Create rich histogram objects from **numpy** or **dask** arrays, from **pandas** and **polars** series/dataframes,
from **xarray** datasets and a few more types of objects. Manipulate them with ease, plot them with **matplotlib**,
**vega** or **plotly**.In short, whatever you want to do with histograms, **physt** aims to be on your side.
[![ReadTheDocs](https://readthedocs.org/projects/physt/badge/?version=latest)](http://physt.readthedocs.io/en/latest/)
[![Join the chat at https://gitter.im/physt/Lobby](https://badges.gitter.im/physt/physt.svg)](https://gitter.im/physt/physt)

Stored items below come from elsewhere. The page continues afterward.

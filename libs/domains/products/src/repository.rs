use async_trait::async_trait;
use std::collections::{HashMap, HashSet};
use std::sync::atomic::{AtomicI32, Ordering};
use std::sync::Arc;
use tokio::sync::RwLock;

use crate::error::{ProductError, ProductResult};
use crate::models::{Product, ProductInput};

/// Repository trait for Product persistence
///
/// This trait defines the data access interface for products. The category
/// existence check lives here too: creating a product is the only consumer,
/// and keeping it on this trait saves the service a second repository.
#[cfg_attr(test, mockall::automock)]
#[async_trait]
pub trait ProductRepository: Send + Sync {
    /// List all products
    async fn get_all(&self) -> ProductResult<Vec<Product>>;

    /// Get a product by ID
    async fn get_by_id(&self, id: i32) -> ProductResult<Option<Product>>;

    /// Insert a new product; the store assigns the identity
    async fn insert(&self, input: ProductInput) -> ProductResult<Product>;

    /// Replace all mutable fields of an existing product
    ///
    /// Fails with `ProductError::NotFound` when no product with the given
    /// id exists.
    async fn update(&self, id: i32, input: ProductInput) -> ProductResult<Product>;

    /// Delete a product by ID, returning whether a row was removed
    async fn delete(&self, id: i32) -> ProductResult<bool>;

    /// Check whether a category with the given id exists
    async fn category_exists(&self, category_id: i32) -> ProductResult<bool>;
}

/// In-memory implementation of ProductRepository (for development/testing)
#[derive(Debug, Default, Clone)]
pub struct InMemoryProductRepository {
    products: Arc<RwLock<HashMap<i32, Product>>>,
    categories: Arc<RwLock<HashSet<i32>>>,
    next_id: Arc<AtomicI32>,
}

impl InMemoryProductRepository {
    pub fn new() -> Self {
        Self {
            products: Arc::new(RwLock::new(HashMap::new())),
            categories: Arc::new(RwLock::new(HashSet::new())),
            next_id: Arc::new(AtomicI32::new(1)),
        }
    }

    /// Register a category id so `category_exists` can resolve it
    pub async fn add_category(&self, category_id: i32) {
        let mut categories = self.categories.write().await;
        categories.insert(category_id);
    }
}

#[async_trait]
impl ProductRepository for InMemoryProductRepository {
    async fn get_all(&self) -> ProductResult<Vec<Product>> {
        let products = self.products.read().await;

        let mut result: Vec<Product> = products.values().cloned().collect();
        result.sort_by_key(|p| p.id);

        Ok(result)
    }

    async fn get_by_id(&self, id: i32) -> ProductResult<Option<Product>> {
        let products = self.products.read().await;
        Ok(products.get(&id).cloned())
    }

    async fn insert(&self, input: ProductInput) -> ProductResult<Product> {
        let id = self.next_id.fetch_add(1, Ordering::SeqCst);
        let product = Product {
            id,
            name: input.name,
            description: input.description,
            price: input.price,
            stock: input.stock,
            category_id: input.category_id,
        };

        let mut products = self.products.write().await;
        products.insert(id, product.clone());

        tracing::info!(product_id = id, "Created product");
        Ok(product)
    }

    async fn update(&self, id: i32, input: ProductInput) -> ProductResult<Product> {
        let mut products = self.products.write().await;

        let product = products.get_mut(&id).ok_or(ProductError::NotFound(id))?;
        product.name = input.name;
        product.description = input.description;
        product.price = input.price;
        product.stock = input.stock;
        product.category_id = input.category_id;
        let updated = product.clone();

        tracing::info!(product_id = id, "Updated product");
        Ok(updated)
    }

    async fn delete(&self, id: i32) -> ProductResult<bool> {
        let mut products = self.products.write().await;

        if products.remove(&id).is_some() {
            tracing::info!(product_id = id, "Deleted product");
            Ok(true)
        } else {
            Ok(false)
        }
    }

    async fn category_exists(&self, category_id: i32) -> ProductResult<bool> {
        let categories = self.categories.read().await;
        Ok(categories.contains(&category_id))
    }
}

#[cfg(test)]
mod tests {
    use super::*;

    fn laptop_input() -> ProductInput {
        ProductInput {
            name: "Laptop".to_string(),
            description: "High-end laptop".to_string(),
            price: 1500.0,
            stock: 10,
            category_id: 1,
        }
    }

    #[tokio::test]
    async fn test_insert_assigns_sequential_ids() {
        let repo = InMemoryProductRepository::new();

        let first = repo.insert(laptop_input()).await.unwrap();
        let second = repo.insert(laptop_input()).await.unwrap();

        assert_eq!(first.id, 1);
        assert_eq!(second.id, 2);
    }

    #[tokio::test]
    async fn test_insert_and_get_product() {
        let repo = InMemoryProductRepository::new();

        let product = repo.insert(laptop_input()).await.unwrap();

        let fetched = repo.get_by_id(product.id).await.unwrap();
        assert_eq!(fetched, Some(product));
    }

    #[tokio::test]
    async fn test_update_replaces_all_fields() {
        let repo = InMemoryProductRepository::new();
        let product = repo.insert(laptop_input()).await.unwrap();

        let replacement = ProductInput {
            name: "Updated Product".to_string(),
            description: "Refreshed".to_string(),
            price: 2000.0,
            stock: 15,
            category_id: 2,
        };
        let updated = repo.update(product.id, replacement).await.unwrap();

        assert_eq!(updated.name, "Updated Product");
        assert_eq!(updated.price, 2000.0);
        assert_eq!(updated.stock, 15);
        assert_eq!(updated.category_id, 2);
    }

    #[tokio::test]
    async fn test_update_missing_product_fails() {
        let repo = InMemoryProductRepository::new();

        let result = repo.update(99, laptop_input()).await;
        assert!(matches!(result, Err(ProductError::NotFound(99))));
    }

    #[tokio::test]
    async fn test_delete_reports_removal() {
        let repo = InMemoryProductRepository::new();
        let product = repo.insert(laptop_input()).await.unwrap();

        assert!(repo.delete(product.id).await.unwrap());
        assert!(!repo.delete(product.id).await.unwrap());
        assert!(repo.get_by_id(product.id).await.unwrap().is_none());
    }

    #[tokio::test]
    async fn test_category_exists() {
        let repo = InMemoryProductRepository::new();
        repo.add_category(1).await;

        assert!(repo.category_exists(1).await.unwrap());
        assert!(!repo.category_exists(999).await.unwrap());
    }
}
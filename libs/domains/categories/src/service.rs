use std::sync::Arc;

use crate::error::CategoryResult;
use crate::models::Category;
use crate::repository::CategoryRepository;

/// Service layer for Category business logic
#[derive(Clone)]
pub struct CategoryService<R: CategoryRepository> {
    repository: Arc<R>,
}

impl<R: CategoryRepository> CategoryService<R> {
    pub fn new(repository: R) -> Self {
        Self {
            repository: Arc::new(repository),
        }
    }

    /// List all categories
    pub async fn list_categories(&self) -> CategoryResult<Vec<Category>> {
        self.repository.get_all().await
    }
}

#[cfg(test)]
mod tests {
    use super::*;
    use crate::error::CategoryError;
    use crate::repository::MockCategoryRepository;

    #[tokio::test]
    async fn test_list_categories_returns_repository_contents() {
        let mut mock_repo = MockCategoryRepository::new();

        mock_repo.expect_get_all().returning(|| {
            Ok(vec![
                Category {
                    id: 1,
                    name: "Electronics".to_string(),
                },
                Category {
                    id: 2,
                    name: "Books".to_string(),
                },
            ])
        });

        let service = CategoryService::new(mock_repo);
        let categories = service.list_categories().await.unwrap();

        assert_eq!(categories.len(), 2);
        assert_eq!(categories[0].name, "Electronics");
    }

    #[tokio::test]
    async fn test_list_categories_propagates_repository_error() {
        let mut mock_repo = MockCategoryRepository::new();

        mock_repo
            .expect_get_all()
            .returning(|| Err(CategoryError::Internal("connection lost".to_string())));

        let service = CategoryService::new(mock_repo);
        let result = service.list_categories().await;

        assert!(matches!(result, Err(CategoryError::Internal(_))));
    }
}
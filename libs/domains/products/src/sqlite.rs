use async_trait::async_trait;
use database::BaseRepository;
use sea_orm::ActiveValue::Set;
use sea_orm::{DatabaseConnection, EntityTrait, QueryOrder};

use crate::{
    entity,
    error::{ProductError, ProductResult},
    models::{Product, ProductInput},
    repository::ProductRepository,
};

pub struct SqliteProductRepository {
    base: BaseRepository<entity::Entity>,
}

impl SqliteProductRepository {
    pub fn new(db: DatabaseConnection) -> Self {
        Self {
            base: BaseRepository::new(db),
        }
    }
}

#[async_trait]
impl ProductRepository for SqliteProductRepository {
    async fn get_all(&self) -> ProductResult<Vec<Product>> {
        let models = entity::Entity::find()
            .order_by_asc(entity::Column::Id)
            .all(self.base.db())
            .await
            .map_err(|e| ProductError::Internal(format!("Database error: {}", e)))?;

        Ok(models.into_iter().map(|m| m.into()).collect())
    }

    async fn get_by_id(&self, id: i32) -> ProductResult<Option<Product>> {
        let model = self
            .base
            .find_by_id(id)
            .await
            .map_err(|e| ProductError::Internal(format!("Database error: {}", e)))?;

        Ok(model.map(|m| m.into()))
    }

    async fn insert(&self, input: ProductInput) -> ProductResult<Product> {
        // Convert ProductInput to ActiveModel; the store assigns the id
        let active_model: entity::ActiveModel = input.into();

        let model = self
            .base
            .insert(active_model)
            .await
            .map_err(|e| ProductError::Internal(format!("Database error: {}", e)))?;

        tracing::info!(product_id = model.id, "Created product");
        Ok(model.into())
    }

    async fn update(&self, id: i32, input: ProductInput) -> ProductResult<Product> {
        // Fetch existing product first so a missing id surfaces as NotFound
        let model = self
            .base
            .find_by_id(id)
            .await
            .map_err(|e| ProductError::Internal(format!("Database error: {}", e)))?
            .ok_or(ProductError::NotFound(id))?;

        // Full replace of the mutable fields
        let active_model = entity::ActiveModel {
            id: Set(model.id),
            name: Set(input.name),
            description: Set(input.description),
            price: Set(input.price),
            stock: Set(input.stock),
            category_id: Set(input.category_id),
        };

        let updated_model = self
            .base
            .update(active_model)
            .await
            .map_err(|e| ProductError::Internal(format!("Database error: {}", e)))?;

        tracing::info!(product_id = id, "Updated product");
        Ok(updated_model.into())
    }

    async fn delete(&self, id: i32) -> ProductResult<bool> {
        let rows_affected = self
            .base
            .delete_by_id(id)
            .await
            .map_err(|e| ProductError::Internal(format!("Database error: {}", e)))?;

        if rows_affected > 0 {
            tracing::info!(product_id = id, "Deleted product");
            Ok(true)
        } else {
            Ok(false)
        }
    }

    async fn category_exists(&self, category_id: i32) -> ProductResult<bool> {
        let exists = domain_categories::entity::Entity::find_by_id(category_id)
            .one(self.base.db())
            .await
            .map_err(|e| ProductError::Internal(format!("Database error: {}", e)))?
            .is_some();

        Ok(exists)
    }
}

[![PyPI downloads](https://img.shields.io/pypi/dm/physt)](https://pypi.org/project/physt/)
[![PyPI version](https://badge.fury.io/py/physt.svg)](https://badge.fury.io/py/physt)
[![Anaconda-Server Badge](https://anaconda.org/janpipek/physt/badges/version.svg)](https://anaconda.org/janpipek/physt)
[![Anaconda-Server Badge](https://anaconda.org/janpipek/physt/badges/license.svg)](https://anaconda.org/janpipek/physt)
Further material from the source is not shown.